L’avion blanc dessine des ronds sur le ciel bleu. Il vole à toute vitesse, l’adrénaline monte et les portes s’ouvrent. Le vent puissant nous prend dans ses bras, on saute dans le vide, sans parachute, attirés par cet abîme immense du ciel azure calme et serein. Commence alors un ballet de corps tendus par l’excitation, les bras et les jambes s’entremêlent pour former des figures asymétriques, chaotiques, monstrueusement poétiques, délicates. Dans mon rêve, j’éprouvais une sensation de liberté et de folie! Puis soudain

Le ciel se couvre, il gronde et le sang qui coulait dans ses veines se change en énergie lumineuse brûlante et pîquante. Sous les tambours du tonner, les nuages entrent en transe et suent à grosses gouttes. Une douce litanie ancestrale vient envahir l’espace, les forces éphémères de l’orages se confronte au temps, c’est brutal.  Le marin qui tranquillement voguait sur la mer, se pose sur la chaloupe, observe les flots valser et attend de perdre tout repaire.

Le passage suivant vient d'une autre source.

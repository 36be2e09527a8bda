//! genpipe CLI: route intents, inspect sources, and run generation sessions.
//!
//! Drives the orchestration core from the command line and gives offline
//! access to the discovery-session log.

mod commands;

use clap::Parser;
use color_eyre::eyre::Result;

use commands::Cli;

#[tokio::main]
async fn main() -> Result<()> {
    color_eyre::install()?;
    let cli = Cli::parse();
    commands::init_tracing(&cli);
    commands::run(cli).await
}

Il écoute la symphonie de l’océan qui vit, qui se mélange avec le vent pour cacher l’horizon, pour jouer avec les poissons, pour montrer au monde la puissance fatale de ses mouvements. Brave marin laisse toi porter car tu sais que la nature l’emportera toujours, après tout, tu n’es qu’une minuscule poussière de l’univers. N’aies pas peur et abandonnes toi dans le moment présent, écoute le chants des baleines, vois comme il est doux de se faire bercer par l’océan.